Frankfurter Allgemeine Zeitung - Rezension
Frankfurter Allgemeine Zeitung | Besprechung von 19.04.2001

Posen eines Handlungsreisenden
Martin Roos inspiziert Stefan Georges rhetorische Trickkiste

"Wirkung" war nicht nur eine Hauptkategorie der Geschichtsdeutung, die sich auf Stefan George berief, ihr galt auch die Sorge des Meisters bei jedem Wort und jeder Geste. George, der Verschlossene, der Heimliche, war zugleich ein Meister der public relations, der seine Kunst so raffiniert zu inszenieren wußte wie die wenigen, streng stilisierten und als autorisierte Bilder dargebotenen Aspekte seines Lebens. George war weder der erste noch der letzte Künstler, der sich als maudit, als vates oder als Messias stilisierte, und so wie ihm Baudelaire und Liszt vorangegangen waren, sollten ihm Warhol, Jünger und Beuys nachfolgen. Aber keiner von ihnen konnte ihm das Weihwasser reichen, was selbstquälerische Strenge in der Pflege der einmal gewählten Form anging; keiner sollte wie er eine Jüngerschaft prägen, die noch bald siebzig Jahre nach seinem Tode Gestus und Habitus lebendig erhält. In allen gelehrten Gesellschaften, die sich heute der Pflege eines literarischen Erbes verschrieben haben, ob sie nun Prousts gedenken oder Hofmannsthals, herrscht ein durchaus weltlicher Geist, nur bei den Georgeanern liegt immer noch ein Weihrauchkörnchen auf der Zigarette. Die Selbsterfindung und -vermarktung des Dichters Stefan George, die von ihm selbst inspirierte und von glaubensfesten Bewunderern betriebene Auratisierung des Meisters ist zuerst in der üppig sprießenden Memorialliteratur, später in sensiblen literatur- und religionssoziologischen Analysen von Gert Mattenklott bis Wolfgang Braungart eingehend beschrieben worden. Neuentdeckungen sind hier nicht per se unmöglich, aber wohl nur auf dem Talweg intensiver Archivarbeit zu machen. Martin Roos ist in seiner Tübinger Dissertation, die jetzt, mit einem kleinen Faksimile- und Bildanhang versehen, als anmutiges Buch erschienen ist, statt dessen den Höhenweg der Neuinterpretation gegangen. Keine der vielen bunten Scherben, die er vor uns ausbreitet, ist dem mit der George-Literatur Vertrauten unbekannt. Und auch das Kirchenfenster, in dem er sie neu zum Bild zusammensetzt, kommt einem seltsam bekannt vor. Erinnert es doch an jene Kapelle des Tübinger Rhetorikstifts, in der Pfarrer Ueding alle Tage den Klingelbeutel der Beredsamkeit schwenkt: Martin Roos zeigt George als Rhetoriker in der Vierfalt seiner Ausdrucksformen Schrift, Buch, Bild und Kreis.

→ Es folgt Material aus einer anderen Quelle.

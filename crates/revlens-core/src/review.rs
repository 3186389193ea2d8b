//! The persisted review shape and the value types that feed it.

use std::fmt;

use chrono::{DateTime, Utc};
use serde::de::{self, Deserializer};
use serde::ser::Serializer;
use serde::{Deserialize, Serialize};
use thiserror::Error;

use crate::ReviewError;

/// Upper bound on key points kept per review.
pub const MAX_KEY_POINTS: usize = 5;

/// Decimal digits kept on a confidence score.
pub const CONFIDENCE_DECIMALS: i32 = 4;

/// Closed set of sentiment labels.
#[derive(Debug, Clone, Copy, PartialEq, Eq, Hash, Serialize, Deserialize)]
#[serde(rename_all = "lowercase")]
pub enum Sentiment {
    Positive,
    Negative,
    Neutral,
}

impl Sentiment {
    pub fn as_str(&self) -> &'static str {
        match self {
            Self::Positive => "positive",
            Self::Negative => "negative",
            Self::Neutral => "neutral",
        }
    }

    /// Parse one of the three canonical labels (as stored). Case-insensitive.
    pub fn parse(s: &str) -> Option<Self> {
        match s.trim().to_ascii_lowercase().as_str() {
            "positive" => Some(Self::Positive),
            "negative" => Some(Self::Negative),
            "neutral" => Some(Self::Neutral),
            _ => None,
        }
    }
}

impl fmt::Display for Sentiment {
    fn fmt(&self, f: &mut fmt::Formatter<'_>) -> fmt::Result {
        f.write_str(self.as_str())
    }
}

/// Classifier output: a label plus a confidence in [0, 1].
#[derive(Debug, Clone, Copy, PartialEq, Serialize, Deserialize)]
pub struct SentimentScore {
    pub sentiment: Sentiment,
    pub confidence: f64,
}

impl SentimentScore {
    /// Build a score, rounding the confidence to [`CONFIDENCE_DECIMALS`] digits.
    ///
    /// Non-finite or out-of-range confidences are an [`ReviewError::Analysis`]:
    /// the classifier returned something unusable.
    pub fn new(sentiment: Sentiment, confidence: f64) -> Result<Self, ReviewError> {
        if !confidence.is_finite() || !(0.0..=1.0).contains(&confidence) {
            return Err(ReviewError::analysis(format!(
                "classifier returned confidence {confidence} outside [0, 1]"
            )));
        }
        Ok(Self {
            sentiment,
            confidence: round_confidence(confidence),
        })
    }
}

/// Round to [`CONFIDENCE_DECIMALS`] decimal digits.
pub fn round_confidence(value: f64) -> f64 {
    let scale = 10f64.powi(CONFIDENCE_DECIMALS);
    (value * scale).round() / scale
}

#[derive(Debug, Error)]
pub enum KeyPointsError {
    #[error("key points must contain at least one entry")]
    Empty,
    #[error("stored key points are not a JSON array of strings: {0}")]
    Json(#[from] serde_json::Error),
}

/// Ordered list of 1 to [`MAX_KEY_POINTS`] short strings.
///
/// Stored and serialized as a single JSON-array text blob, e.g.
/// `["Fast shipping","Sturdy build"]`, but handled as a list everywhere else.
#[derive(Debug, Clone, PartialEq, Eq)]
pub struct KeyPoints(Vec<String>);

impl KeyPoints {
    /// Keep the first [`MAX_KEY_POINTS`] entries. Rejects an empty list.
    pub fn new(mut points: Vec<String>) -> Result<Self, KeyPointsError> {
        if points.is_empty() {
            return Err(KeyPointsError::Empty);
        }
        points.truncate(MAX_KEY_POINTS);
        Ok(Self(points))
    }

    /// A list holding exactly one point.
    pub fn single(point: impl Into<String>) -> Self {
        Self(vec![point.into()])
    }

    /// Parse the stored JSON-array text form.
    pub fn from_json(text: &str) -> Result<Self, KeyPointsError> {
        let points: Vec<String> = serde_json::from_str(text)?;
        Self::new(points)
    }

    /// The stored JSON-array text form. Non-ASCII text is kept as-is.
    pub fn to_json(&self) -> String {
        // Serializing a Vec<String> cannot fail.
        serde_json::to_string(&self.0).unwrap_or_else(|_| "[]".to_string())
    }

    pub fn as_slice(&self) -> &[String] {
        &self.0
    }

    pub fn len(&self) -> usize {
        self.0.len()
    }

    pub fn is_empty(&self) -> bool {
        self.0.is_empty()
    }

    pub fn into_vec(self) -> Vec<String> {
        self.0
    }
}

impl Serialize for KeyPoints {
    fn serialize<S: Serializer>(&self, serializer: S) -> Result<S::Ok, S::Error> {
        serializer.serialize_str(&self.to_json())
    }
}

impl<'de> Deserialize<'de> for KeyPoints {
    fn deserialize<D: Deserializer<'de>>(deserializer: D) -> Result<Self, D::Error> {
        let text = String::deserialize(deserializer)?;
        Self::from_json(&text).map_err(de::Error::custom)
    }
}

/// A review ready to persist: everything but the store-assigned fields.
#[derive(Debug, Clone, PartialEq)]
pub struct ReviewDraft {
    pub review_text: String,
    pub sentiment: Sentiment,
    pub confidence_score: f64,
    pub key_points: KeyPoints,
}

impl ReviewDraft {
    pub fn new(review_text: impl Into<String>, score: SentimentScore, key_points: KeyPoints) -> Self {
        Self {
            review_text: review_text.into(),
            sentiment: score.sentiment,
            confidence_score: score.confidence,
            key_points,
        }
    }

    /// Attach the fields the store assigns on creation.
    pub fn into_record(self, id: i64, created_at: DateTime<Utc>) -> ReviewRecord {
        ReviewRecord {
            id,
            review_text: self.review_text,
            sentiment: self.sentiment,
            confidence_score: self.confidence_score,
            key_points: self.key_points,
            created_at,
        }
    }
}

/// A fully analysed, persisted review.
///
/// Only exists once both AI stages succeeded and the store accepted it;
/// never updated afterwards.
#[derive(Debug, Clone, PartialEq, Serialize, Deserialize)]
pub struct ReviewRecord {
    pub id: i64,
    pub review_text: String,
    pub sentiment: Sentiment,
    pub confidence_score: f64,
    pub key_points: KeyPoints,
    /// UTC, serialized as RFC 3339.
    pub created_at: DateTime<Utc>,
}

/// Trim review text, rejecting empty or whitespace-only input.
pub fn validate_review_text(text: &str) -> Result<&str, ReviewError> {
    let trimmed = text.trim();
    if trimmed.is_empty() {
        return Err(ReviewError::validation(
            "review_text is required and cannot be empty",
        ));
    }
    Ok(trimmed)
}

#[cfg(test)]
mod tests {
    use super::*;
    use crate::ErrorKind;
    use chrono::TimeZone;

    fn sample_record() -> ReviewRecord {
        let draft = ReviewDraft::new(
            "Kualitas bagus, pengiriman cepat",
            SentimentScore::new(Sentiment::Positive, 0.97123456).unwrap(),
            KeyPoints::new(vec!["Kualitas bagus".into(), "Pengiriman cepat".into()]).unwrap(),
        );
        draft.into_record(7, Utc.with_ymd_and_hms(2026, 3, 1, 12, 30, 0).unwrap())
    }

    #[test]
    fn confidence_rounded_to_four_digits() {
        let score = SentimentScore::new(Sentiment::Neutral, 0.812_345_6).unwrap();
        assert_eq!(score.confidence, 0.8123);

        let score = SentimentScore::new(Sentiment::Neutral, 0.812_36).unwrap();
        assert_eq!(score.confidence, 0.8124);
    }

    #[test]
    fn confidence_bounds_inclusive() {
        assert_eq!(SentimentScore::new(Sentiment::Positive, 0.0).unwrap().confidence, 0.0);
        assert_eq!(SentimentScore::new(Sentiment::Positive, 1.0).unwrap().confidence, 1.0);
    }

    #[test]
    fn confidence_out_of_range_is_analysis_error() {
        for bad in [-0.01, 1.5, f64::NAN, f64::INFINITY] {
            let err = SentimentScore::new(Sentiment::Positive, bad).unwrap_err();
            assert_eq!(err.kind(), ErrorKind::Analysis, "value {bad}");
        }
    }

    #[test]
    fn key_points_truncated_to_five() {
        let points: Vec<String> = (1..=7).map(|i| format!("point {i}")).collect();
        let kp = KeyPoints::new(points).unwrap();
        assert_eq!(kp.len(), 5);
        assert_eq!(kp.as_slice()[0], "point 1");
        assert_eq!(kp.as_slice()[4], "point 5");
    }

    #[test]
    fn key_points_reject_empty() {
        assert!(matches!(KeyPoints::new(vec![]), Err(KeyPointsError::Empty)));
        assert!(matches!(KeyPoints::from_json("[]"), Err(KeyPointsError::Empty)));
    }

    #[test]
    fn key_points_json_keeps_unicode() {
        let kp = KeyPoints::new(vec!["Sangat puas 👍".into(), "Harga terjangkau".into()]).unwrap();
        assert_eq!(kp.to_json(), r#"["Sangat puas 👍","Harga terjangkau"]"#);
        assert_eq!(KeyPoints::from_json(&kp.to_json()).unwrap(), kp);
    }

    #[test]
    fn key_points_from_invalid_json() {
        assert!(matches!(KeyPoints::from_json("not json"), Err(KeyPointsError::Json(_))));
        assert!(matches!(KeyPoints::from_json(r#"{"a":1}"#), Err(KeyPointsError::Json(_))));
    }

    #[test]
    fn record_serializes_with_expected_keys() {
        let value = serde_json::to_value(sample_record()).unwrap();
        let obj = value.as_object().unwrap();

        let mut keys: Vec<&str> = obj.keys().map(String::as_str).collect();
        keys.sort_unstable();
        assert_eq!(
            keys,
            ["confidence_score", "created_at", "id", "key_points", "review_text", "sentiment"]
        );

        assert_eq!(obj["id"], 7);
        assert_eq!(obj["sentiment"], "positive");
        assert_eq!(obj["confidence_score"], 0.9712);
        assert_eq!(obj["key_points"], r#"["Kualitas bagus","Pengiriman cepat"]"#);
        assert_eq!(obj["created_at"], "2026-03-01T12:30:00Z");
    }

    #[test]
    fn record_deserializes_from_wire_form() {
        let json = serde_json::to_string(&sample_record()).unwrap();
        let parsed: ReviewRecord = serde_json::from_str(&json).unwrap();
        assert_eq!(parsed, sample_record());
    }

    #[test]
    fn sentiment_parse_is_canonical_only() {
        assert_eq!(Sentiment::parse(" Positive "), Some(Sentiment::Positive));
        assert_eq!(Sentiment::parse("neutral"), Some(Sentiment::Neutral));
        assert_eq!(Sentiment::parse("neg"), None);
    }

    #[test]
    fn validate_trims_and_rejects_blank() {
        assert_eq!(validate_review_text("  great mug \n").unwrap(), "great mug");
        for blank in ["", "   ", "\n\t "] {
            let err = validate_review_text(blank).unwrap_err();
            assert_eq!(err.kind(), ErrorKind::Validation);
        }
    }
}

Unmißverständlich benennt Roos im Vorwort sein Ziel: "Das vorliegende Buch hat Georges wirkungsintentionale Formen und rhetorische Praktiken zum Inhalt. Ich gehe davon aus, daß selbst die kleinsten Äußerlichkeiten des Dichters intentional, situativ ausgerichtet und damit rhetorisch im Sinne von persuasorisch sind." Das Unglück dieser jüngsten George-Studie liegt nicht darin, daß sie ihr Ziel verfehlt, sondern daß sie es erreicht. Denn was ist gewonnen, wenn dem Leser ein ums andere Mal, ob an der Entwicklung der George-Schrift oder an der Stilisierung des "Hauptes" im Porträt, bedeutet wird, all dies seien Akte der gestischen Überredung, die der immergleichen Trinität von Absichten - Selbstinszenierung, Gemeinschaftsbildung und Herrschaftsausübung - dienen? Was haben wir begriffen, wenn wir erfahren, daß "das Streben nach Handwerklichkeit" ein "Merkmal der Selbstinszenierung Georges" war? Der tugendhafte Deuter spürt die Absicht auf und ist comme il faut verstimmt - was aber hat der ideologiekritisch oder rhetorikkritisch belehrte Leser über George gelernt?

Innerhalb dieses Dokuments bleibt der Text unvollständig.